In any conversation with a person who is using a second or other language, it is more important than ever to use the simple words, short sentences and clear enunciation mentioned above under General Precautions. In addition, the speed of delivery must be adjusted to the needs of the particular recipient.
It is also important to check at frequent intervals, to see whether the intended messages (and no major misunderstandings!) are getting through. This can best be judged by a mixture of careful observation of the receiver's non-verbal output, for clues suggestive of uncertainty; and direct questioning, to evaluate comprehension of the matters which have been discussed.

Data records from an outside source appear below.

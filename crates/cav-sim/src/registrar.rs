//! Simulated registration on a public network.
use cav_core::{
    CavError, OperationContext, OperationInput, OperationKind, OperationResult,
    RegistrationResult, RegistrationStatus, ResultProvider, SimulationConfig,
};
use chrono::Utc;
use rand::Rng;
use tracing::debug;

use crate::hashing::{content_hash, random_hash};
use crate::SimRng;

pub const BLOCK_RANGE: std::ops::Range<u64> = 18_000_000..19_000_000;

/// Fee bounds in millionths of a coin: `[0.0005, 0.0050)`.
const FEE_MICROS: std::ops::Range<u64> = 500..5_000;

pub struct SimulatedRegistrar {
    config: SimulationConfig,
    rng: SimRng,
}

impl SimulatedRegistrar {
    pub fn new(config: SimulationConfig) -> Self {
        Self {
            config,
            rng: SimRng::from_entropy(),
        }
    }

    pub fn with_seed(config: SimulationConfig, seed: u64) -> Self {
        Self {
            config,
            rng: SimRng::seeded(seed),
        }
    }

    /// The requested network if it is one we simulate, else the default.
    pub fn resolve_network(&self, requested: Option<&str>) -> Result<String, CavError> {
        let requested = requested.map(str::trim).filter(|n| !n.is_empty());
        match requested {
            None => Ok(self.config.default_network.clone()),
            Some(name) => self
                .config
                .networks
                .iter()
                .find(|n| n.eq_ignore_ascii_case(name))
                .cloned()
                .ok_or_else(|| CavError::ProviderError(format!("unknown network '{name}'"))),
        }
    }
}

fn format_fee(micros: u64) -> String {
    format!("{}.{:06}", micros / 1_000_000, micros % 1_000_000)
}

impl ResultProvider for SimulatedRegistrar {
    fn kind(&self) -> OperationKind {
        OperationKind::Registration
    }

    fn id(&self) -> &'static str {
        "sim.registrar"
    }

    fn generate(
        &self,
        input: &OperationInput,
        ctx: &OperationContext,
    ) -> Result<OperationResult, CavError> {
        let content = input.content().ok_or(CavError::InvalidInputError)?;
        let network = self.resolve_network(input.network.as_deref())?;
        let mut rng = self.rng.lock();

        let content_hash = content_hash(self.config.hash_mode, content, &mut *rng);
        let transaction_hash = random_hash(&mut *rng);
        let block_number = rng.gen_range(BLOCK_RANGE);
        let fee = format_fee(rng.gen_range(FEE_MICROS));

        debug!(
            operation_id = %ctx.operation_id,
            generation = ctx.generation,
            network = %network,
            block_number,
            "Simulated registration"
        );

        Ok(OperationResult::Registration(RegistrationResult {
            content_hash,
            transaction_hash,
            block_number,
            timestamp: Utc::now(),
            network,
            creator_name: input.creator_name.trim().to_string(),
            status: RegistrationStatus::Confirmed,
            fee,
        }))
    }
}
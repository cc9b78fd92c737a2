//! Content hashes in `0x` + 64 lowercase hex form.
use cav_core::HashMode;
use rand::Rng;

/// Hash for `content` under `mode`.
///
/// `Digest` is stable for a given content reference; `Random` draws 32 bytes.
pub fn content_hash<R: Rng + ?Sized>(mode: HashMode, content: &str, rng: &mut R) -> String {
    match mode {
        HashMode::Digest => format!("0x{}", blake3::hash(content.as_bytes()).to_hex()),
        HashMode::Random => random_hash(rng),
    }
}

pub(crate) fn random_hash<R: Rng + ?Sized>(rng: &mut R) -> String {
    let bytes: [u8; 32] = rng.gen();
    format!("0x{}", hex::encode(bytes))
}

Frequent eye contact may be one useful part of the assessment of comprehension, but it is sometimes perceived as intrusive or vaguely disturbing by the other person. (In a teaching situation, a similar caution applies to watching a speaker's lips, which can help to determine the cause of pronunciation errors, but can also make the watched person feel uncomfortable, unless the reason for it is explained).
If a particular word is critical to the understanding of the subject matter, it is a good idea to ask specifically whether its meaning is known. People often feign comprehension in order to be polite, to avoid being a nuisance, or simply because they think they will be able to guess the overall meaning soon.

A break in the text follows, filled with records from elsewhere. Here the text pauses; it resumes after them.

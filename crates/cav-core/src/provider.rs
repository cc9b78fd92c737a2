//! ResultProvider: the one contract every result source implements
use crate::context::OperationContext;
use crate::data_model::{OperationInput, OperationResult};
use crate::error::CavError;
use crate::operation::OperationKind;

/// Produces the terminal payload of an operation.
///
/// The engine calls `generate` exactly once per run, at the moment progress
/// reaches 100. Simulated generators and real detector or ledger clients
/// sit behind the same trait.
///
/// `generate` is synchronous and runs on the tick source's thread. The tokio
/// ticker moves it off the async worker with `block_in_place` on multi-thread
/// runtimes; on a current-thread runtime it blocks the runtime until it
/// returns, so keep the work bounded there.
pub trait ResultProvider: Send + Sync {
    /// Which operation this provider serves. Drives validation and cadence.
    fn kind(&self) -> OperationKind;

    /// Short identifier used in logs (ex: "sim.verification.v1")
    fn id(&self) -> &'static str;

    fn generate(
        &self,
        input: &OperationInput,
        ctx: &OperationContext,
    ) -> Result<OperationResult, CavError>;
}

impl<P: ResultProvider + ?Sized> ResultProvider for std::sync::Arc<P> {
    fn kind(&self) -> OperationKind {
        (**self).kind()
    }

    fn id(&self) -> &'static str {
        (**self).id()
    }

    fn generate(
        &self,
        input: &OperationInput,
        ctx: &OperationContext,
    ) -> Result<OperationResult, CavError> {
        (**self).generate(input, ctx)
    }
}
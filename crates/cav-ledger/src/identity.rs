//! Creator identities: ed25519 key pairs keyed by creator name
use std::collections::HashMap;

use cav_core::CavError;
use ed25519_dalek::{Signature, Signer, SigningKey, Verifier, VerifyingKey};
use rand::rngs::StdRng;
use rand::{Rng, SeedableRng};
use tracing::info;

pub struct CreatorIdentity {
    name: String,
    signing_key: SigningKey,
}

impl CreatorIdentity {
    pub fn generate<R: Rng + ?Sized>(name: impl Into<String>, rng: &mut R) -> Self {
        let secret: [u8; 32] = rng.gen();
        Self::from_secret(name, &secret)
    }

    pub fn from_secret(name: impl Into<String>, secret: &[u8; 32]) -> Self {
        Self {
            name: name.into(),
            signing_key: SigningKey::from_bytes(secret),
        }
    }

    pub fn name(&self) -> &str {
        &self.name
    }

    pub fn verifying_key(&self) -> VerifyingKey {
        self.signing_key.verifying_key()
    }

    pub fn public_key_hex(&self) -> String {
        hex::encode(self.verifying_key().as_bytes())
    }

    /// blake3 of the public key, hex
    pub fn fingerprint(&self) -> String {
        blake3::hash(self.verifying_key().as_bytes())
            .to_hex()
            .to_string()
    }

    /// Hex-encoded signature over `message`.
    pub fn sign(&self, message: &[u8]) -> String {
        hex::encode(self.signing_key.sign(message).to_bytes())
    }

    pub fn verify(&self, message: &[u8], signature_hex: &str) -> Result<(), CavError> {
        verify_signature(&self.public_key_hex(), message, signature_hex)
    }
}

impl std::fmt::Debug for CreatorIdentity {
    fn fmt(&self, f: &mut std::fmt::Formatter) -> std::fmt::Result {
        f.debug_struct("CreatorIdentity")
            .field("name", &self.name)
            .field("public_key", &self.public_key_hex())
            .finish()
    }
}

/// Check a hex ed25519 signature against a hex public key.
pub fn verify_signature(
    public_key_hex: &str,
    message: &[u8],
    signature_hex: &str,
) -> Result<(), CavError> {
    let key: [u8; 32] = decode_fixed(public_key_hex, "public key")?;
    let signature: [u8; 64] = decode_fixed(signature_hex, "signature")?;

    let key = VerifyingKey::from_bytes(&key)
        .map_err(|e| CavError::LedgerError(format!("invalid public key: {e}")))?;
    key.verify(message, &Signature::from_bytes(&signature))
        .map_err(|_| CavError::LedgerError("signature does not verify".to_string()))
}

fn decode_fixed<const N: usize>(value: &str, what: &str) -> Result<[u8; N], CavError> {
    let bytes =
        hex::decode(value).map_err(|e| CavError::LedgerError(format!("{what} is not hex: {e}")))?;
    bytes.try_into().map_err(|b: Vec<u8>| {
        CavError::LedgerError(format!("{what} must be {N} bytes, got {}", b.len()))
    })
}

/// Creator name → identity, created on first use.
pub struct IdentityRegistry {
    identities: HashMap<String, CreatorIdentity>,
    rng: StdRng,
}

impl IdentityRegistry {
    pub fn new() -> Self {
        Self::with_rng(StdRng::from_entropy())
    }

    pub fn with_seed(seed: u64) -> Self {
        Self::with_rng(StdRng::seed_from_u64(seed))
    }

    fn with_rng(rng: StdRng) -> Self {
        Self {
            identities: HashMap::new(),
            rng,
        }
    }

    /// The identity registered for `name`, generating one if needed.
    pub fn identity_for(&mut self, name: &str) -> &CreatorIdentity {
        let name = name.trim();
        let rng = &mut self.rng;
        self.identities.entry(name.to_string()).or_insert_with(|| {
            let identity = CreatorIdentity::generate(name, rng);
            info!(
                creator = name,
                fingerprint = %identity.fingerprint(),
                "Created creator identity"
            );
            identity
        })
    }

    pub fn get(&self, name: &str) -> Option<&CreatorIdentity> {
        self.identities.get(name.trim())
    }

    pub fn len(&self) -> usize {
        self.identities.len()
    }

    pub fn is_empty(&self) -> bool {
        self.identities.is_empty()
    }
}

impl Default for IdentityRegistry {
    fn default() -> Self {
        Self::new()
    }
}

Students of a second or other language often carry around a small translation dictionary, either electronic or printed (the latter usually being preferable, at the time of writing). However, the meaning found in a dictionary should always be considered provisional, especially if the person seems surprised by it, as some words have very different alternative meanings.
Drawing pictures or diagrams to represent important elements of a sentence can be a very useful device. Asking a person to interrupt you whenever they don't understand is probably also worth a try, but the politeness and guesswork mentioned above often prevent this plan from working. Asking specific questions, which can only be answered correctly if the sentence has been understood, gives much better results.
That is all I will say about words under this heading. As mentioned above, there is a little more in Appendix 2. There will also be some references to the use of words in the chapters which follow. However, most of the finer points belong to disciplines like English Expression, English Literature and Poetry – and those disciplines are entirely outside my scope.
(Click the number of a footnote to return to its reference in the text)
 The way in which the words are delivered is also significant, but that is a non-verbal addition – here, we are just considering the words.